Facility activeness adjustment
When inactive or newly activated health facilities are included in aggregated
totals, apparent spikes or dips can occur that do not represent real
epidemiological changes. For example, if ten new facilities start reporting
in Matoto in mid-2022, the total number of confirmed cases rises even if
incidence per facility remains constant. To prevent such artefacts,
detect_outliers() uses a fast, optimized approach for activeness filtering.
When key_indicators_hf is specified, the function checks if each
facility-month has ANY non-NA values in the specified key indicators.
Only facility-months with at least one reported key indicator contribute to
the comparison pool for outlier detection.

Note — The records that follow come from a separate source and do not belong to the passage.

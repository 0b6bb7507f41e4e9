use std::path::Path;
use std::process::{Command, Stdio};

const SCHEMA: &str = "org.gnome.desktop.background";

fn gsettings(key: &str, value: &str) -> Command {
    let mut cmd = Command::new("gsettings");
    cmd.args(["set", SCHEMA, key, value]);
    cmd
}

pub fn set_wallpaper(path: &Path) -> anyhow::Result<()> {
    let uri = super::file_uri(path)?;

    super::run(&mut gsettings("picture-uri", &uri))?;

    // GNOME 42+ only; older versions reject the key.
    let dark = gsettings("picture-uri-dark", &uri)
        .stderr(Stdio::null())
        .status();
    if !dark.is_ok_and(|s| s.success()) {
        tracing::debug!("picture-uri-dark not set");
    }

    Ok(())
}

This lightweight approach avoids
the computational overhead of full activity classification while still
preventing false positives from inactive facilities.
Presets (for high outliers only)
lenient: values > mean + 4.0 x SD, median + 12 x MAD, or Q3 + 3.0 x IQR
balanced: values > mean + 3.0 x SD, median + 9 x MAD, or Q3 + 2.0 x IQR
strict: values > mean + 2.5 x SD, median + 6 x MAD, or Q3 + 1.5 x IQR
advanced: use user-supplied multipliers
Note: Only values ABOVE the upper thresholds are flagged. Low values are always classified as "normal" regardless of how far below the mean/median.
The returned tibble always contains identifiers, scale statistics, bounds,
strictness metadata, and the guardrail reason. When output_profile = "standard" or "audit", method-specific flags are included alongside
the consensus.
Examples
if (FALSE) { # \dontrun{
# NOTE: Only HIGH values are flagged as outliers (e.g., disease outbreaks).
# Low values are always considered "normal".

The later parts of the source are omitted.